_WHAT IS REQUIRED_.
Please return each record below exactly, with nothing left out.

_GIVEN RECORDS_.

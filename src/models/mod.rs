// SPDX-License-Identifier: MIT

//! Data models for the application.

pub mod bookmark;
pub mod category;
pub mod city;
pub mod place;
pub mod place_cache;
pub mod plan;
pub mod user;

pub use bookmark::Bookmark;
pub use category::Category;
pub use city::{City, Viewport};
pub use place::Place;
pub use place_cache::CachedPlacePayload;
pub use plan::{DaySegment, Plan, PlanCity, PlanStop, PlanSummary};
pub use user::User;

_RESPONSE BELOW_.
filename src/models/mod.rs
// SPDX-License-Identifier: MIT

//! Data models for the application.

pub mod bookmark;
pub mod category;
pub mod city;
pub mod place;
pub mod place_cache;
pub mod plan;
pub mod user;

pub use bookmark::Bookmark;
pub use category::Category;
pub use city::{City, Viewport};
pub use place::Place;
pub use place_cache::CachedPlacePayload;
pub use plan::{DaySegment, Plan, PlanCity, PlanStop, PlanSummary};
pub use user::User;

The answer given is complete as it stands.